(Records excerpted from a collection)
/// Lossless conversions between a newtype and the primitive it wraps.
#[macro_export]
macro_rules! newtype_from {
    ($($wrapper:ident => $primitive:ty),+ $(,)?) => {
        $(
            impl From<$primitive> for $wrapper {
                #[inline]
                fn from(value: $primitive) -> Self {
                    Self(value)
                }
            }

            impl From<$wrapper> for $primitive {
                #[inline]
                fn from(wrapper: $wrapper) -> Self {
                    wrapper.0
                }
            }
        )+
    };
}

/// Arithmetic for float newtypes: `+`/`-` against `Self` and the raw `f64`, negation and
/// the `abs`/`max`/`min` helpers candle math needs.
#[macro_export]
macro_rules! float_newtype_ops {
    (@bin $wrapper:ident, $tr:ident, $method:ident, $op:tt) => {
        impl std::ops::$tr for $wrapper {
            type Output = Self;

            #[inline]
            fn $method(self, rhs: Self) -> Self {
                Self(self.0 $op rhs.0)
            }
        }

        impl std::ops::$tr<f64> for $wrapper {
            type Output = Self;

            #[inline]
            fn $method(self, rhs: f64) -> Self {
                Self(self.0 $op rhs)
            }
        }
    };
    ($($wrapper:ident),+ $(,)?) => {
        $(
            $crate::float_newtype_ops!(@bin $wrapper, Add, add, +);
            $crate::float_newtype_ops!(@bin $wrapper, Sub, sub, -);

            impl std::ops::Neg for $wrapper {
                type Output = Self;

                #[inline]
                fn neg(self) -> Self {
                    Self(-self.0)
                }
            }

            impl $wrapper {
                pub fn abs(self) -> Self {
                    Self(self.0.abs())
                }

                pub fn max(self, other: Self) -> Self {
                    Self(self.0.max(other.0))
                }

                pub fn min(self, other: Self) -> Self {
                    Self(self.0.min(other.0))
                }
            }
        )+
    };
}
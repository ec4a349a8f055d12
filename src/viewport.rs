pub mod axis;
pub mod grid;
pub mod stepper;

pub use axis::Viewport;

**Task goal:** If a line in the data holds the string "other", copy that line.

**Answer for this exercise:**
                pub fn max(self, other: Self) -> Self {
                    Self(self.0.max(other.0))
                pub fn min(self, other: Self) -> Self {
                    Self(self.0.min(other.0))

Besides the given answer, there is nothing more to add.